Determine whether there is sufficient demand for concessionary investments to merit the development and dissemination of a new type of investing practice
In the United States, the philanthropic sector devoted resources to create investable opportunities and generate demand for investment. Without these additional philanthropic efforts that helped to foster social enterprise, the opportunities for PRIs would be much more limited.
Consider complementary policy interventions that can leverage and expand the limited capital catalysed through a PRI-type programme
PRIs have been particularly effective in combination with other policies – including the US Government’s Community Development Financial Institution (CDFI) Fund and tax expenditures such as the Low Income Housing or New Markets tax credits, both of which offer incentives for private-capital participation in the development of affordable housing and investment in underserved communities.
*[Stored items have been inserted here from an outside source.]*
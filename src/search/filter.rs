//! Metadata filtering as a candidate eligibility mask.
//!
//! Filtering happens before ranking: ineligible records are never
//! candidates, so a filtered-out record cannot be confused with an eligible
//! record that scored zero.

use crate::corpus::Record;
use crate::error::{Result, StrataError};
use crate::search::request::Filters;

/// Indices of the records matching every filter, ascending.
///
/// Each filter is an exact equality test on one metadata field. A record
/// without the field never matches.
///
/// # Errors
///
/// [`StrataError::InvalidParameter`] when a filter names a field that no
/// record carries, which is almost always a typo rather than an intentionally
/// empty selection.
pub fn eligible(records: &[Record], filters: &Filters) -> Result<Vec<usize>> {
    for field in filters.keys() {
        if !records.iter().any(|r| r.contains(field)) {
            return Err(StrataError::invalid_parameter(format!(
                "filter field '{field}' does not occur in the corpus"
            )));
        }
    }

    Ok(records
        .iter()
        .enumerate()
        .filter(|(_, record)| matches(record, filters))
        .map(|(i, _)| i)
        .collect())
}

/// Whether a record satisfies every filter.
pub fn matches(record: &Record, filters: &Filters) -> bool {
    filters
        .iter()
        .all(|(field, value)| record.get(field) == Some(value.as_str()))
}

#[cfg(test)]
mod tests {
    use super::*;

    fn records() -> Vec<Record> {
        vec![
            Record::from_pairs([("course", "A"), ("section", "intro")]),
            Record::from_pairs([("course", "B"), ("section", "intro")]),
            Record::from_pairs([("course", "A"), ("section", "setup")]),
            Record::from_pairs([("section", "setup")]),
        ]
    }

    #[test]
    fn test_no_filters_keeps_everything() {
        assert_eq!(eligible(&records(), &Filters::new()).unwrap(), vec![0, 1, 2, 3]);
    }

    #[test]
    fn test_filters_are_anded() {
        let mut filters = Filters::new();
        filters.insert("course".into(), "A".into());
        assert_eq!(eligible(&records(), &filters).unwrap(), vec![0, 2]);

        filters.insert("section".into(), "setup".into());
        assert_eq!(eligible(&records(), &filters).unwrap(), vec![2]);

        filters.insert("course".into(), "C".into());
        assert!(eligible(&records(), &filters).unwrap().is_empty());
    }

    #[test]
    fn test_unknown_filter_field() {
        let mut filters = Filters::new();
        filters.insert("year".into(), "2024".into());
        let err = eligible(&records(), &filters).unwrap_err();
        assert!(err.is_invalid_parameter());
    }
}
Additional policies can help foundations use their concessionary capital to continue to leverage private-sector dollars more effectively.
PRIs On the Ground
The Kresge Foundation
One key issue that has attracted the attention of US foundations is the lack of access to primary healthcare in poor communities. In tackling this problem, the Kresge Foundation, in conjunction with the Local Initiatives Support Corporation (LISC) and Morgan Stanley, recently built an impact investing fund that will aggregate US$ 100 million in capital to build community health centres and affordable housing with integrated health treatment.
The Kresge Foundation was able to use US$ 6 million of PRI investment to mitigate the risk for conventional investors, leveraging institutional capital from private markets. At the same time, the fund benefits from several complementary public policies, including new opportunities created by federal health legislation – the Affordable Care Act passed in 2010.